I believe the attached small patch deals with the ReclaimComplete issue.
However, someone else who tested this had additional issues with the mount:
- The client logged a couple of things (that sounded weird to me;-)
- Something about Readdir seeing directories change too much..
- Something about "wrong reason for not issuing a delegation"...
(I don't what either of these are caused by or whether they result in serious
breakage of the mount.)
They also ran into a hang when transferring a large file. It sounded to me like something that might be a network interface device driver issue and I suggested they disable TSO, LRO and jumbo frames, but I never heard back from them, so I don't know more about this.

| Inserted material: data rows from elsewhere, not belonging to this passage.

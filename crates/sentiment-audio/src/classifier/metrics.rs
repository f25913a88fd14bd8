//! Evaluation score from predictions and labels

use std::fmt;

use ndarray::{Array2, ArrayView1};

use super::embeddings::{Label, LabelBatch};
use super::error::{ClassifierError, Result};

/// Probabilities are clamped to `[EPSILON, 1 - EPSILON]` before taking logs
const EPSILON: f32 = 1e-7;

/// Loss and accuracy of a model over a labelled batch
#[derive(Debug, Clone, Copy, PartialEq)]
pub struct EvaluationScore {
    /// Mean cross-entropy
    pub loss: f32,
    /// Fraction of samples classified correctly
    pub accuracy: f32,
    /// Number of samples scored
    pub samples: usize,
}

impl fmt::Display for EvaluationScore {
    fn fmt(&self, f: &mut fmt::Formatter<'_>) -> fmt::Result {
        write!(
            f,
            "loss: {:.4} - accuracy: {:.4} ({} samples)",
            self.loss, self.accuracy, self.samples
        )
    }
}

fn argmax(values: ArrayView1<f32>) -> usize {
    values
        .iter()
        .enumerate()
        .fold((0, f32::NEG_INFINITY), |(best, best_v), (i, &v)| {
            if v > best_v { (i, v) } else { (best, best_v) }
        })
        .0
}

fn argmax_slice(values: &[f32]) -> usize {
    argmax(ArrayView1::from(values))
}

/// Score `predictions` (`samples x outputs`) against `labels`.
///
/// A single output column is a binary probability: loss is binary
/// cross-entropy and a prediction counts as positive above 0.5. Several
/// columns are class probabilities: loss is categorical cross-entropy and
/// the predicted class is the argmax. Scalar labels are class indices (or
/// 0/1 targets for one column); vector labels are target distributions.
pub fn score(predictions: &Array2<f32>, labels: &LabelBatch) -> Result<EvaluationScore> {
    let n = predictions.nrows();
    if n != labels.len() {
        return Err(ClassifierError::Inference(format!(
            "{} predictions for {} labels",
            n,
            labels.len()
        )));
    }
    if n == 0 {
        return Ok(EvaluationScore { loss: 0.0, accuracy: 0.0, samples: 0 });
    }

    let width = predictions.ncols();
    let mut total_loss = 0.0f32;
    let mut correct = 0usize;

    for (i, (row, label)) in predictions.outer_iter().zip(&labels.labels).enumerate() {
        if width == 1 {
            let p = row[0].clamp(EPSILON, 1.0 - EPSILON);
            let target = match label {
                Label::Scalar(t) => *t,
                Label::Vector(v) if v.len() == 1 => v[0],
                Label::Vector(v) => {
                    return Err(ClassifierError::Inference(format!(
                        "sample {}: label has {} values for a single-output model",
                        i,
                        v.len()
                    )))
                }
            };
            total_loss -= target * p.ln() + (1.0 - target) * (1.0 - p).ln();
            if (p > 0.5) == (target > 0.5) {
                correct += 1;
            }
        } else {
            let target: Vec<f32> = match label {
                Label::Scalar(class) => {
                    let class = class.round();
                    if class < 0.0 || class as usize >= width {
                        return Err(ClassifierError::Inference(format!(
                            "sample {}: class {} out of range for {} outputs",
                            i, class, width
                        )));
                    }
                    let mut one_hot = vec![0.0; width];
                    one_hot[class as usize] = 1.0;
                    one_hot
                }
                Label::Vector(v) if v.len() == width => v.clone(),
                Label::Vector(v) => {
                    return Err(ClassifierError::Inference(format!(
                        "sample {}: label has {} values, model has {} outputs",
                        i,
                        v.len(),
                        width
                    )))
                }
            };
            total_loss -= row
                .iter()
                .zip(&target)
                .map(|(&p, &t)| t * p.clamp(EPSILON, 1.0 - EPSILON).ln())
                .sum::<f32>();
            if argmax(row) == argmax_slice(&target) {
                correct += 1;
            }
        }
    }

    Ok(EvaluationScore {
        loss: total_loss / n as f32,
        accuracy: correct as f32 / n as f32,
        samples: n,
    })
}

#[cfg(test)]
mod tests {
    use super::*;
    use ndarray::array;

    fn labels(labels: Vec<Label>) -> LabelBatch {
        LabelBatch { labels }
    }

    #[test]
    fn test_binary_scoring() {
        let predictions = array![[0.9f32], [0.2], [0.6]];
        let batch = labels(vec![Label::Scalar(1.0), Label::Scalar(0.0), Label::Scalar(0.0)]);

        let score = score(&predictions, &batch).unwrap();
        assert_eq!(score.samples, 3);
        assert!((score.accuracy - 2.0 / 3.0).abs() < 1e-6);
        let expected = -((0.9f32).ln() + (0.8f32).ln() + (0.4f32).ln()) / 3.0;
        assert!((score.loss - expected).abs() < 1e-5);
    }

    #[test]
    fn test_categorical_with_class_indices_and_one_hot() {
        let predictions = array![[0.7f32, 0.2, 0.1], [0.1, 0.1, 0.8]];
        let batch = labels(vec![Label::Scalar(0.0), Label::Vector(vec![0.0, 1.0, 0.0])]);

        let score = score(&predictions, &batch).unwrap();
        assert!((score.accuracy - 0.5).abs() < 1e-6);
        let expected = -((0.7f32).ln() + (0.1f32).ln()) / 2.0;
        assert!((score.loss - expected).abs() < 1e-5);
    }

    #[test]
    fn test_class_index_out_of_range() {
        let predictions = array![[0.5f32, 0.5]];
        assert!(score(&predictions, &labels(vec![Label::Scalar(2.0)])).is_err());
    }

    #[test]
    fn test_count_mismatch() {
        let predictions = array![[0.5f32], [0.5]];
        assert!(score(&predictions, &labels(vec![Label::Scalar(1.0)])).is_err());
    }

    #[test]
    fn test_display() {
        let score = EvaluationScore { loss: 0.25, accuracy: 0.75, samples: 4 };
        assert_eq!(score.to_string(), "loss: 0.2500 - accuracy: 0.7500 (4 samples)");
    }
}
//! Per-sample L2 row normalization
//!
//! Every frame (row) of every sample is scaled to unit Euclidean norm.
//! Rows with zero norm stay zero. No statistics are shared between samples.

use ndarray::{Array2, Axis};
use rayon::prelude::*;

use super::embeddings::EmbeddingBatch;

/// Scale each row of `block` to unit L2 norm in place.
pub fn normalize_rows(block: &mut Array2<f32>) {
    for mut row in block.axis_iter_mut(Axis(0)) {
        let norm = row.iter().map(|v| v * v).sum::<f32>().sqrt();
        if norm > 0.0 {
            row.mapv_inplace(|v| v / norm);
        }
    }
}

/// Normalize each sample of `batch` independently.
pub fn normalize_batch(batch: &mut EmbeddingBatch) {
    batch.samples.par_iter_mut().for_each(normalize_rows);
    log::debug!("Normalized {} samples", batch.len());
}

#[cfg(test)]
mod tests {
    use super::*;
    use ndarray::array;

    fn row_norms(block: &Array2<f32>) -> Vec<f32> {
        block
            .axis_iter(Axis(0))
            .map(|row| row.iter().map(|v| v * v).sum::<f32>().sqrt())
            .collect()
    }

    #[test]
    fn test_rows_become_unit_norm() {
        let mut block = array![[3.0f32, 4.0], [0.0, -2.0]];
        normalize_rows(&mut block);
        assert!((block[[0, 0]] - 0.6).abs() < 1e-6);
        assert!((block[[0, 1]] - 0.8).abs() < 1e-6);
        assert!((block[[1, 1]] + 1.0).abs() < 1e-6);
    }

    #[test]
    fn test_zero_rows_stay_zero() {
        let mut block = array![[0.0f32, 0.0, 0.0], [1.0, 0.0, 0.0]];
        normalize_rows(&mut block);
        assert_eq!(block.row(0).to_vec(), vec![0.0, 0.0, 0.0]);
        assert_eq!(block.row(1).to_vec(), vec![1.0, 0.0, 0.0]);
    }

    #[test]
    fn test_idempotent_on_unit_rows() {
        let mut block = array![[0.6f32, 0.8], [1.0, 0.0]];
        let before = block.clone();
        normalize_rows(&mut block);
        for (a, b) in block.iter().zip(before.iter()) {
            assert!((a - b).abs() < 1e-6);
        }
    }

    #[test]
    fn test_samples_are_normalized_independently() {
        let mut batch = EmbeddingBatch {
            ids: vec!["quiet".to_string(), "loud".to_string()],
            samples: vec![
                array![[0.001f32, 0.002], [0.003, 0.004]],
                array![[1000.0f32, 0.0, 0.0], [300.0, 400.0, 0.0], [0.0, 0.0, 5000.0]],
            ],
        };
        normalize_batch(&mut batch);

        for sample in &batch.samples {
            for norm in row_norms(sample) {
                assert!((norm - 1.0).abs() < 1e-5, "norm was {}", norm);
            }
        }
        // Direction within a sample is preserved; scale of the other sample has no effect
        assert!((batch.samples[0][[1, 0]] - 0.6).abs() < 1e-5);
        assert!((batch.samples[1][[1, 1]] - 0.8).abs() < 1e-5);
    }
}
//! Tunables that aren't per-sample: mask threshold, brush defaults, and layer opacities.

use segpaint_core::{
    blend::Opacity,
    brush::{Diameter, DEFAULT_STEP},
    mask::DEFAULT_THRESHOLD,
};

const DOCUMENTATION: &str = r#"# Segpaint preferences. You may edit this file, but be aware that formatting and comments will not
# be preserved. Missing fields take their default value.

# threshold:       luminance (0-255) above which an image pixel is foreground for autoseg masks.
# brush_diameter:  starting brush size in pixels, 1 to 150.
# brush_step:      pixels added or removed per brush size change.
# label_opacity:   percent opacity the label is drawn with over the image.
# autoseg_opacity: percent opacity the autoseg mask is drawn with. 0 hides it.

"#;

#[derive(thiserror::Error, Debug, PartialEq, Eq)]
pub enum PreferencesError {
    #[error("brush diameter {0} out of range")]
    Diameter(u32),
    #[error("brush step must be nonzero")]
    Step,
    #[error("opacity {0}% out of range")]
    Opacity(u8),
}

#[derive(serde::Serialize, serde::Deserialize, Clone, Debug, PartialEq, Eq)]
#[serde(default)]
pub struct Preferences {
    pub threshold: u8,
    pub brush_diameter: u32,
    pub brush_step: u32,
    pub label_opacity: u8,
    pub autoseg_opacity: u8,
}
impl Default for Preferences {
    fn default() -> Self {
        Self {
            threshold: DEFAULT_THRESHOLD,
            brush_diameter: Diameter::DEFAULT.get(),
            brush_step: DEFAULT_STEP,
            label_opacity: Opacity::HALF.percent(),
            autoseg_opacity: Opacity::TRANSPARENT.percent(),
        }
    }
}
impl Preferences {
    const FILENAME: &'static str = "preferences.toml";
    /// Shared global preferences, saved and loaded from the user's preferences dir.
    /// (Or defaulted, if unavailable for some reason)
    #[must_use]
    pub fn get() -> &'static Self {
        static GLOBAL_PREFERENCES: std::sync::OnceLock<Preferences> = std::sync::OnceLock::new();

        GLOBAL_PREFERENCES.get_or_init(|| match super::preferences_dir() {
            None => {
                log::warn!("Preferences weren't available, defaulting.");
                Self::default()
            }
            Some(mut dir) => {
                dir.push(Self::FILENAME);
                Self::load_or_default(&dir)
            }
        })
    }
    #[must_use]
    pub fn load_or_default(path: &std::path::Path) -> Self {
        let loaded: anyhow::Result<Self> = try_block::try_block! {
            let string = std::fs::read_to_string(path)?;
            let preferences : Self = toml::from_str(&string)?;
            preferences.validate()?;

            Ok(preferences)
        };
        loaded.unwrap_or_else(|e| {
            log::warn!("Preferences at {path:?} unusable, defaulting: {e:#}");
            Self::default()
        })
    }
    /// # Errors
    /// The first value that is out of range.
    pub fn validate(&self) -> Result<(), PreferencesError> {
        Diameter::new(self.brush_diameter)
            .map_err(|_| PreferencesError::Diameter(self.brush_diameter))?;
        if self.brush_step == 0 {
            return Err(PreferencesError::Step);
        }
        for percent in [self.label_opacity, self.autoseg_opacity] {
            if Opacity::from_percent(percent).is_none() {
                return Err(PreferencesError::Opacity(percent));
            }
        }
        Ok(())
    }
    #[must_use]
    pub fn label_opacity(&self) -> Opacity {
        Opacity::from_percent(self.label_opacity).unwrap_or(Opacity::HALF)
    }
    #[must_use]
    pub fn autoseg_opacity(&self) -> Opacity {
        Opacity::from_percent(self.autoseg_opacity).unwrap_or(Opacity::TRANSPARENT)
    }
    pub fn save(&self) -> anyhow::Result<()> {
        let string = toml::ser::to_string_pretty(self)?;
        super::save_to_preferences(Self::FILENAME, DOCUMENTATION, &string)
    }
}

So, feel free to test with the attached patch and if you run into problems with the mount, email w.r.t. what they are. If we persevere we might get it going ok.

rick
[stuff snipped]

Rick Macklem

unread,
Mar 4, 2018, 12:55:22 AM3/4/18
to
NAGY Andreas wrote:
>Hi and thanks!
>
>First time using/needing a patch could you give me a short advise how to use it >and for which version?
The only difference with kernel versions will be the line#s.
>So far I have made a fresh FreeBSD 11.1 RELEASE install as a VM on a ESXi host >updated the system and did a svn checkout http://svn.freebsd.org/base/release/11.1.0/
>
>Then tried to apply the patch in /usr/src/sys via patch < /tmp/reclaimcom2.patch
>
>Output was:
>Hmm... Looks like a unified diff to me...
>The text leading up to this was:
>--------------------------
>|--- fs/nfsserver/nfs_nfsdserv.c.savrecl 2018-02-10 20:34:31.166445000 -0500
>|+++ fs/nfsserver/nfs_nfsdserv.c 2018-02-10 20:36:07.947490000 -0500
>--------------------------
>Patching file fs/nfsserver/nfs_nfsdserv.c using Plan A...
>No such line 4225 in input file, ignoring
>Hunk #1 succeeded at 4019 (offset -207 lines).
>done
Since it says "Hunk #1 succeeded...", I think it patched ok.
However, you can check by looking at nfsrvd_reclaimcomplete() in
sys/fs/nfsserver/nfs_nfsdserv.c.
Before the patch it would look like:
if (*tl == newnfs_true)
nd->nd_repstat = NFSERR_NOTSUPP;
else
nd->nd_repstat = nfsrv_checkreclaimcomplete(nd);
whereas after being patched, it will look like:
nd->nd_repstat = nfsrv_checkreclaimcomplete(nd);
if (*tl == newnfs_true)
nd->nd_repstat = 0;

NAGY Andreas

unread,
Mar 4, 2018, 8:30:41 AM3/4/18
to
Thanks, got it working with your patch.

So far I did not see any issue with the mount. Only in the vmkernel.log there are often following entrees:
WARNING: NFS41: NFS41ValidateDelegation:608: Server returned improper reason for no delegation: 2

Actually I have only a single link between the ESXi host and the FreeBSD host, but as soon as I figure out what Is the right way to configure multiple paths for NFS I will do more testing.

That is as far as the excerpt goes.